LULU GARCIA-NAVARRO, HOST:
Senior proms throughout the country have been canceled due to the pandemic, but a photography teacher at the Baltimore School for the Arts has found a way to celebrate prom season through socially distanced portraits. WYPR's Emily Sullivan reports.
EMILY SULLIVAN, BYLINE: Emilia Vizachero is posing for photographer Joe Giordano on the steps of her soon-to-be alma mater, the Baltimore School for the Arts.
JOE GIORDANO: Can I get a shot of you taking the - like, take the mask off from the front for me. I guess I'm far enough away. I - my viewfinder keeps fogging up because of the mask.
SULLIVAN: Vizachero obliges and slowly removes a royal-blue mask that perfectly matches her skirt.
EMILIA VIZACHERO: I thought, you know, with this new situation, if I'm going to be wearing a mask, I might as well make an outfit out of it. So I did.
SULLIVAN: For Vizachero and the rest of her graduating class, there is no prom this year. But Giordano, who teaches a black-and-white photography class at the school, wanted to give the seniors a sense of normalcy by documenting the milestones. So the award-winning photojournalist set up a black backdrop on the school's art deco steps and invited students to come by dressed in their would-be prom outfits.
GIORDANO: Unfortunately, we can't do dates. We can't do two people 'cause of social distancing. But it actually works out better because the students are - feel more comfortable modeling and not so stiff as, like, a formal prom, old-school yearbook picture. And I don't pose them. I - it's kind of more of, like, a collaboration. I let them do the posing so they feel comfortable with how they want to be represented.
SULLIVAN: Dozens of seniors dropped by the school donned in their finest attire. Most of them hadn't seen each other in months. Samantha Buker is a program manager at the school and an alumni. She says she's proud of the close-knit class for obeying social distancing during the photo shoots.
SAMANTHA BUKER: You know, just leaving the school on a normal day, they...
(SOUNDBITE OF KISSING NOISES)
BUKER: You know, bye, et cetera. So I was a little worried that we wouldn't be able to keep them apart, but they're ace champions about it.
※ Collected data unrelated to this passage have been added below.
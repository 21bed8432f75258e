//! [`NodeApi`] over the node's HTTP/JSON gateway.

use std::time::Duration;

use async_trait::async_trait;
use serde::de::DeserializeOwned;
use serde::Serialize;
use tracing::{debug, info};

use super::api::NodeApi;
use super::error::ClientError;
use super::wire::{ChainInfoJson, ReceiptJson, SendTxResponse, TransactionJson, TxByHashResponse};
use crate::config::DEFAULT_REQUEST_TIMEOUT;
use crate::transaction::{ChainInfo, Transaction, TxLookup, TxReceipt};

/// HTTP client for one node.
#[derive(Debug, Clone)]
pub struct HttpClient {
    http: reqwest::Client,
    base_url: String,
}

impl HttpClient {
    /// Builds a client without contacting the node.
    pub fn new(url: impl Into<String>) -> Result<Self, ClientError> {
        Self::with_timeout(url, DEFAULT_REQUEST_TIMEOUT)
    }

    pub fn with_timeout(url: impl Into<String>, timeout: Duration) -> Result<Self, ClientError> {
        let http = reqwest::Client::builder()
            .timeout(timeout)
            .build()
            .map_err(|e| ClientError::Connection(format!("failed to build HTTP client: {e}")))?;
        Ok(Self {
            http,
            base_url: url.into().trim_end_matches('/').to_string(),
        })
    }

    /// Builds a client and checks the node answers `/getChainInfo`. Any
    /// failure here is a [`ClientError::Connection`].
    pub async fn connect(url: impl Into<String>) -> Result<Self, ClientError> {
        let client = Self::new(url)?;
        let info = client.get_chain_info().await.map_err(|e| {
            ClientError::Connection(format!("node at {} is unreachable: {e}", client.base_url))
        })?;
        info!(
            url = %client.base_url,
            net = %info.net_name,
            chain_id = info.chain_id,
            head_block = info.head_block,
            "connected to node"
        );
        Ok(client)
    }

    pub fn base_url(&self) -> &str {
        &self.base_url
    }

    fn endpoint(&self, path: &str) -> String {
        format!("{}/{}", self.base_url, path.trim_start_matches('/'))
    }

    async fn get<T: DeserializeOwned>(&self, path: &str) -> Result<T, ClientError> {
        let url = self.endpoint(path);
        debug!(%url, "GET");
        let response = self.http.get(&url).send().await?;
        Self::decode(response).await
    }

    async fn post<B: Serialize + ?Sized, T: DeserializeOwned>(
        &self,
        path: &str,
        body: &B,
    ) -> Result<T, ClientError> {
        let url = self.endpoint(path);
        debug!(%url, "POST");
        let response = self.http.post(&url).json(body).send().await?;
        Self::decode(response).await
    }

    async fn decode<T: DeserializeOwned>(response: reqwest::Response) -> Result<T, ClientError> {
        let status = response.status();
        let body = response.text().await?;
        if !status.is_success() {
            return Err(ClientError::Http {
                status: status.as_u16(),
                body,
            });
        }
        Ok(serde_json::from_str(&body)?)
    }
}

#[async_trait]
impl NodeApi for HttpClient {
    async fn send_tx(&self, tx: &Transaction) -> Result<String, ClientError> {
        let body = TransactionJson::from(tx);
        let response: SendTxResponse = self.post("sendTx", &body).await?;
        Ok(response.hash)
    }

    async fn get_tx_by_hash(&self, hash: &str) -> Result<TxLookup, ClientError> {
        let response: TxByHashResponse = self.get(&format!("getTxByHash/{hash}")).await?;
        response.try_into()
    }

    async fn get_tx_receipt(&self, hash: &str) -> Result<TxReceipt, ClientError> {
        let response: ReceiptJson = self.get(&format!("getTxReceiptByTxHash/{hash}")).await?;
        Ok(response.into())
    }

    async fn get_chain_info(&self) -> Result<ChainInfo, ClientError> {
        let response: ChainInfoJson = self.get("getChainInfo").await?;
        Ok(response.into())
    }
}
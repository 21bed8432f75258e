//! # Identity Module
//!
//! Who signs. Every IOST key pair maps to a checksummed account id, every
//! transaction names its signers as `account@permission`, and an
//! [`Account`] holds the local keys behind those permissions.
//!
//! The identity stack is layered:
//!
//! 1. **Account id**: `"IOST" + base58(pubkey ++ crc32)`. Pure function of
//!    the public key, no network needed.
//! 2. **Signer id**: validated `name@permission` pair.
//! 3. **Account**: a name plus one [`KeyPair`](crate::crypto::KeyPair) per
//!    permission; signs and publishes transactions.
//! 4. **Directory**: [`SignerKeys`] answers which keys may sign for which
//!    signer, used by transaction verification.

pub mod account;
pub mod account_id;
pub mod directory;
pub mod signer;

pub use account::Account;
pub use account_id::{derive_account_id, public_key_from_account_id};
pub use directory::{KeyDirectory, SignerKeys};
pub use signer::{SignerId, SignerIdError};
// ---------------------------------------------------------------------------
// Tests
// ---------------------------------------------------------------------------

#[cfg(test)]
mod tests {
    use super::*;
    use crate::crypto::{Algorithm, KeyPair};

    const TIME: i64 = 1_600_000_000_000_000_000;

    // Reference bytes for the same inputs, as hashed by the node.
    const TRANSFER_BASE_HEX: &str = "16345785d8a000001634579acd0b0400000000000000006400000000000f424000000000000000000000040000000000000000010000000c616c69636540616374697665000000010000003a0000000a746f6b656e2e74657374000000087472616e736665720000001c5b22616c696365222c2022626f62222c202231302e30222c2022225d000000010000001500000004696f737400000009756e6c696d69746564";
    const TRANSFER_BASE_HASH: &str = "4f012501cf93285be9d4e2b276a977fb0c869f11f780503d7b1433f51bda4cfc";

    fn transfer_tx() -> Transaction {
        let mut tx = TransactionBuilder::new().time(TIME).build();
        tx.add_action(
            "token.test",
            "transfer",
            ["alice", "bob", "10.0", ""].map(ActionArg::from),
        )
        .unwrap()
        .add_signer("alice", "active")
        .unwrap()
        .add_amount_limit("iost", "unlimited")
        .unwrap();
        tx
    }

    fn test_key() -> KeyPair {
        KeyPair::generate(Algorithm::Ed25519)
    }

    #[test]
    fn base_bytes_match_golden_vector() {
        let tx = transfer_tx();
        assert_eq!(hex::encode(tx.base_bytes()), TRANSFER_BASE_HEX);
        assert_eq!(hex::encode(tx.base_hash()), TRANSFER_BASE_HASH);
    }

    #[test]
    fn defaults_come_from_config() {
        let tx = TransactionBuilder::new().time(TIME).build();
        assert_eq!(tx.expiration(), TIME + 90 * NANOS_PER_SEC);
        assert_eq!(tx.gas_ratio(), 1.0);
        assert_eq!(tx.gas_limit(), 10_000.0);
        assert_eq!(tx.delay(), 0);
        assert_eq!(tx.chain_id(), 1024);
        assert!(tx.referred_tx().is_empty());
        assert_eq!(tx.publisher(), "");
    }

    #[test]
    fn new_uses_current_time() {
        let before = Utc::now().timestamp_nanos_opt().unwrap();
        let tx = Transaction::new();
        let after = Utc::now().timestamp_nanos_opt().unwrap();
        assert!(tx.time() >= before && tx.time() <= after);
        assert_eq!(tx.expiration(), tx.time() + DEFAULT_EXPIRATION_SECS * NANOS_PER_SEC);
    }

    #[test]
    fn set_expiration_is_relative_to_creation_time() {
        let mut tx = TransactionBuilder::new().time(TIME).build();
        tx.set_expiration(300);
        assert_eq!(tx.expiration(), TIME + 300_000_000_000);
        tx.set_expiration(0);
        assert_eq!(tx.expiration(), TIME);
    }

    #[test]
    fn gas_is_truncated_not_rounded() {
        assert_eq!(scale_gas(0.29), 28);
        assert_eq!(scale_gas(1.0), 100);
        assert_eq!(scale_gas(10_000.0), 1_000_000);
        assert_eq!(scale_gas(1.239), 123);
    }

    #[test]
    fn hashing_is_deterministic() {
        let tx = transfer_tx();
        assert_eq!(tx.base_hash(), tx.base_hash());
        assert_eq!(tx.base_bytes(), transfer_tx().base_bytes());
    }

    #[test]
    fn levels_are_byte_prefixes() {
        let mut tx = transfer_tx();
        let key = test_key();
        tx.push_signature(key.sign(&tx.base_hash()));
        tx.push_publisher_signature("bob", key.sign(&tx.publish_hash()));

        let base = tx.base_bytes();
        let publish = tx.publish_bytes();
        let full = tx.full_bytes();
        assert!(publish.len() > base.len() && publish.starts_with(&base));
        assert!(full.len() > publish.len() && full.starts_with(&publish));
    }

    #[test]
    fn base_hash_ignores_signatures() {
        let mut tx = transfer_tx();
        let before = tx.base_hash();
        tx.push_signature(test_key().sign(&before));
        assert_eq!(tx.base_hash(), before);
        assert_ne!(tx.publish_hash(), sha3_256(&tx.base_bytes()));
    }

    #[test]
    fn every_mutator_invalidates_cached_hash() {
        let mut tx = transfer_tx();
        let mut last = tx.full_hash();

        let mut check = |tx: &Transaction, what: &str| {
            let now = tx.full_hash();
            assert_ne!(now, last, "{what} did not change the full hash");
            assert_eq!(now, sha3_256(&tx.full_bytes()), "{what} left a stale cache");
            last = now;
        };

        tx.add_signer("bob", "owner").unwrap();
        check(&tx, "add_signer");
        tx.add_action("c", "a", []).unwrap();
        check(&tx, "add_action");
        tx.add_amount_limit("*", "5").unwrap();
        check(&tx, "add_amount_limit");
        tx.set_expiration(10);
        check(&tx, "set_expiration");
        let key = test_key();
        tx.push_signature(key.sign(b"x"));
        check(&tx, "push_signature");
        tx.push_publisher_signature("bob", key.sign(b"y"));
        check(&tx, "push_publisher_signature");
    }

    #[test]
    fn invalid_inputs_leave_transaction_untouched() {
        let mut tx = transfer_tx();
        let before = tx.full_bytes();
        assert!(tx.add_signer("alice", "").is_err());
        assert!(tx.add_action("", "transfer", []).is_err());
        assert!(tx.add_amount_limit("iost", "lots").is_err());
        assert_eq!(tx.full_bytes(), before);
    }

    #[test]
    fn signing_state_progresses() {
        let mut tx = transfer_tx();
        assert_eq!(tx.signing_state(), SigningState::Unsigned);
        assert!(!tx.is_published());

        let key = test_key();
        tx.push_signature(key.sign(&tx.base_hash()));
        assert_eq!(tx.signing_state(), SigningState::PartiallySigned);

        tx.push_publisher_signature("bob", key.sign(&tx.publish_hash()));
        assert_eq!(tx.signing_state(), SigningState::Published);
        assert!(tx.is_published());
    }

    #[test]
    fn hash_base58_encodes_full_hash() {
        let tx = transfer_tx();
        let decoded = bs58::decode(tx.hash_base58()).into_vec().unwrap();
        assert_eq!(decoded, tx.full_hash().to_vec());
        assert_eq!(tx.transaction_hash(), tx.full_hash());
    }

    #[test]
    fn referred_tx_only_affects_full_level() {
        let plain = transfer_tx();
        let mut referring = TransactionBuilder::new()
            .time(TIME)
            .referred_tx(vec![0xab; 32])
            .build();
        referring
            .add_action("token.test", "transfer", ["alice", "bob", "10.0", ""].map(ActionArg::from))
            .unwrap()
            .add_signer("alice", "active")
            .unwrap()
            .add_amount_limit("iost", "unlimited")
            .unwrap();

        assert_eq!(plain.publish_bytes(), referring.publish_bytes());
        assert_ne!(plain.full_hash(), referring.full_hash());
    }

    #[test]
    fn equality_ignores_hash_cache() {
        let a = transfer_tx();
        let b = transfer_tx();
        let _ = a.full_hash();
        assert_eq!(a, b);
    }
}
SULLIVAN: Some seniors say they're especially disappointed prom was canceled because of the weird and wonderful outfits always showcased there. Here's senior Ethan Pound.
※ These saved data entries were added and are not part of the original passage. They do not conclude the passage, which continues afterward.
//! Named accounts holding one key pair per permission.

use std::collections::BTreeMap;

use super::directory::SignerKeys;
use super::signer::{SignerId, SignerIdError};
use crate::config::DEFAULT_PUBLISHER_PERMISSION;
use crate::crypto::keys::KeyPair;
use crate::transaction::{PermissionError, Transaction};

/// An on-chain account name and the local keys it signs with.
///
/// ```
/// use iost_sdk::crypto::{Algorithm, KeyPair};
/// use iost_sdk::identity::Account;
/// use iost_sdk::transaction::Transaction;
///
/// let mut admin = Account::new("admin");
/// admin.add_key_pair("active", KeyPair::generate(Algorithm::Ed25519));
///
/// let mut tx = Transaction::new();
/// admin.sign_publish(&mut tx).unwrap();
/// assert!(tx.is_published());
/// ```
#[derive(Debug, Clone)]
pub struct Account {
    name: String,
    keys: BTreeMap<String, KeyPair>,
}

impl Account {
    pub fn new(name: impl Into<String>) -> Self {
        Self {
            name: name.into(),
            keys: BTreeMap::new(),
        }
    }

    pub fn name(&self) -> &str {
        &self.name
    }

    /// Sets the key for `permission`, replacing any previous one.
    pub fn add_key_pair(&mut self, permission: impl Into<String>, keypair: KeyPair) -> &mut Self {
        self.keys.insert(permission.into(), keypair);
        self
    }

    pub fn key_pair(&self, permission: &str) -> Option<&KeyPair> {
        self.keys.get(permission)
    }

    pub fn permissions(&self) -> impl Iterator<Item = &str> {
        self.keys.keys().map(String::as_str)
    }

    /// `name@permission` for this account.
    pub fn signer_id(&self, permission: &str) -> Result<SignerId, SignerIdError> {
        SignerId::new(self.name.as_str(), permission)
    }

    fn require_key(&self, permission: &str) -> Result<&KeyPair, PermissionError> {
        self.key_pair(permission).ok_or_else(|| PermissionError::MissingKey {
            account: self.name.clone(),
            permission: permission.to_string(),
        })
    }

    /// Adds a signer signature made with the key held for `permission`.
    pub fn sign(&self, tx: &mut Transaction, permission: &str) -> Result<(), PermissionError> {
        let keypair = self.require_key(permission)?;
        tx.add_signature(keypair);
        Ok(())
    }

    /// Publishes `tx` as this account with its `active` key.
    pub fn sign_publish(&self, tx: &mut Transaction) -> Result<(), PermissionError> {
        let keypair = self.require_key(DEFAULT_PUBLISHER_PERMISSION)?;
        tx.add_publisher_signature(&self.name, keypair);
        Ok(())
    }
}

impl SignerKeys for Account {
    fn authorizes(&self, signer: &SignerId, public_key: &[u8]) -> bool {
        signer.name() == self.name
            && self
                .key_pair(signer.permission())
                .is_some_and(|kp| kp.public_key() == public_key)
    }
}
ETHAN POUND: A good friend of mine that graduated two years ago wore jorts (ph) to prom his senior year and, like, a pink polo shirt. Like - and there's just such a wide variety of people making their own outfits, you know, and dressing up in weird ways for the occasion.
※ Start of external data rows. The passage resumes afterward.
//! # Canonical Encoding
//!
//! The byte layout that gets hashed and signed. This is not a wire format:
//! nothing ever decodes these bytes. Its only job is to turn the same logical
//! value into the same bytes on every machine, in every language, forever.
//!
//! ## Rules
//!
//! - Integers are fixed-width big-endian (`i64` as 8 bytes, `i32` as 4).
//! - Variable-length values carry a 4-byte big-endian length prefix.
//! - Strings are written one byte per character (Latin-1), never as
//!   multi-byte UTF-8. A character above `U+00FF` has no Latin-1 byte; it is
//!   written as its UTF-8 bytes so encoding stays total. Values built by this
//!   SDK never hit that path because action arguments are ASCII-escaped JSON.
//! - Slices write their element count, then each element with the scalar
//!   writer for its type.
//!
//! Field order is the caller's responsibility. See
//! [`Transaction::base_bytes`](crate::transaction::Transaction::base_bytes)
//! for the one ordering that matters.

/// Append-only buffer implementing the canonical encoding rules.
///
/// Writers return `&mut Self` so a record can be encoded in one chain:
///
/// ```
/// use iost_sdk::encoding::CanonicalEncoder;
///
/// let mut enc = CanonicalEncoder::new();
/// enc.write_string("token.iost").write_int64(42);
/// assert_eq!(enc.len(), 4 + 10 + 8);
/// ```
#[derive(Debug, Default, Clone)]
pub struct CanonicalEncoder {
    buf: Vec<u8>,
}

impl CanonicalEncoder {
    pub fn new() -> Self {
        Self::default()
    }

    pub fn with_capacity(capacity: usize) -> Self {
        Self {
            buf: Vec::with_capacity(capacity),
        }
    }

    /// Writes a single raw byte, no prefix.
    pub fn write_byte(&mut self, b: u8) -> &mut Self {
        self.buf.push(b);
        self
    }

    /// 8 bytes, big-endian. Negative values are written in two's complement,
    /// which matches an unsigned write of the same bit pattern.
    pub fn write_int64(&mut self, i: i64) -> &mut Self {
        self.buf.extend_from_slice(&i.to_be_bytes());
        self
    }

    /// 4 bytes, big-endian.
    pub fn write_int32(&mut self, i: i32) -> &mut Self {
        self.buf.extend_from_slice(&i.to_be_bytes());
        self
    }

    /// Length prefix followed by the raw bytes.
    pub fn write_bytes(&mut self, b: &[u8]) -> &mut Self {
        self.write_len(b.len());
        self.buf.extend_from_slice(b);
        self
    }

    /// Latin-1 encodes `s`, then writes it as [`write_bytes`](Self::write_bytes).
    pub fn write_string(&mut self, s: &str) -> &mut Self {
        self.write_bytes(&latin1_bytes(s))
    }

    pub fn write_string_slice<S: AsRef<str>>(&mut self, items: &[S]) -> &mut Self {
        self.write_len(items.len());
        for item in items {
            self.write_string(item.as_ref());
        }
        self
    }

    pub fn write_bytes_slice<B: AsRef<[u8]>>(&mut self, items: &[B]) -> &mut Self {
        self.write_len(items.len());
        for item in items {
            self.write_bytes(item.as_ref());
        }
        self
    }

    pub fn len(&self) -> usize {
        self.buf.len()
    }

    pub fn is_empty(&self) -> bool {
        self.buf.is_empty()
    }

    /// Borrow the bytes written so far.
    pub fn as_bytes(&self) -> &[u8] {
        &self.buf
    }

    /// Copy of the accumulated buffer.
    pub fn to_bytes(&self) -> Vec<u8> {
        self.buf.clone()
    }

    pub fn into_bytes(self) -> Vec<u8> {
        self.buf
    }

    // Lengths and counts share the int32 layout. Anything past u32::MAX
    // would be rejected by the node long before it got here.
    fn write_len(&mut self, len: usize) {
        self.buf.extend_from_slice(&(len as u32).to_be_bytes());
    }
}

/// A value with a canonical byte representation.
pub trait CanonicalEncode {
    /// Appends this value's fields to `enc` in their fixed order.
    fn encode(&self, enc: &mut CanonicalEncoder);

    /// Standalone canonical bytes, as nested inside a bytes slice.
    fn to_canonical_bytes(&self) -> Vec<u8> {
        let mut enc = CanonicalEncoder::new();
        self.encode(&mut enc);
        enc.into_bytes()
    }
}

/// One byte per character for Latin-1 text; UTF-8 bytes for anything above.
pub(crate) fn latin1_bytes(s: &str) -> Vec<u8> {
    let mut out = Vec::with_capacity(s.len());
    for c in s.chars() {
        match u8::try_from(u32::from(c)) {
            Ok(b) => out.push(b),
            Err(_) => {
                let mut utf8 = [0u8; 4];
                out.extend_from_slice(c.encode_utf8(&mut utf8).as_bytes());
            }
        }
    }
    out
}

/// Inverse of Latin-1 encoding: every byte becomes the char with the same
/// code point. Never fails.
pub(crate) fn latin1_decode(bytes: &[u8]) -> String {
    bytes.iter().map(|&b| char::from(b)).collect()
}

// ---------------------------------------------------------------------------
// Tests
// ---------------------------------------------------------------------------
SULLIVAN: Pound donned a slick blue velvet jacket for his portrait. Isabelle Rawa were a bold red blazer.
ISABELLE RAWA: I bought this in, like, the winter. And then I thought, oh, this would be great for prom.
SULLIVAN: Prom was just one thing taken away from the seniors. As they waited their turn to pose for Giordano, they dreamed aloud of what would've been. Again, here's Rawa.
RAWA: I'm a violinist, so I've played in the graduation for all three years that I've been here. And I was so excited to finally have them play for me as I'm, like, walking up and walking down.
SULLIVAN: Rawa and fellow senior Joshua Moore mourned the loss of one crucial tradition.
JOSHUA MOORE: It's kind of really hard to describe how this has been. It's, like, really been sad, honestly. Like, we were, like, really excited to have, like, a senior prank. I was looking forward to that.
RAWA: We were going to wrap up all of the chairs in the recital hall (laughter).
SULLIVAN: The seniors are clear - having the festivities of senior week and graduation taken away unequivocally hurts. But, they say, at least they'll have the prom portraits. Vizachero says she hopes that a few years from now, she'll be able to look back on the portraits that Giordano took and feel joy.
VIZACHERO: This is definitely a senior year that we are not going to forget, and I think having a picture that's kind of unique like this is something that I'll be grateful for.
SULLIVAN: For NPR News, I'm Emily Sullivan in Baltimore.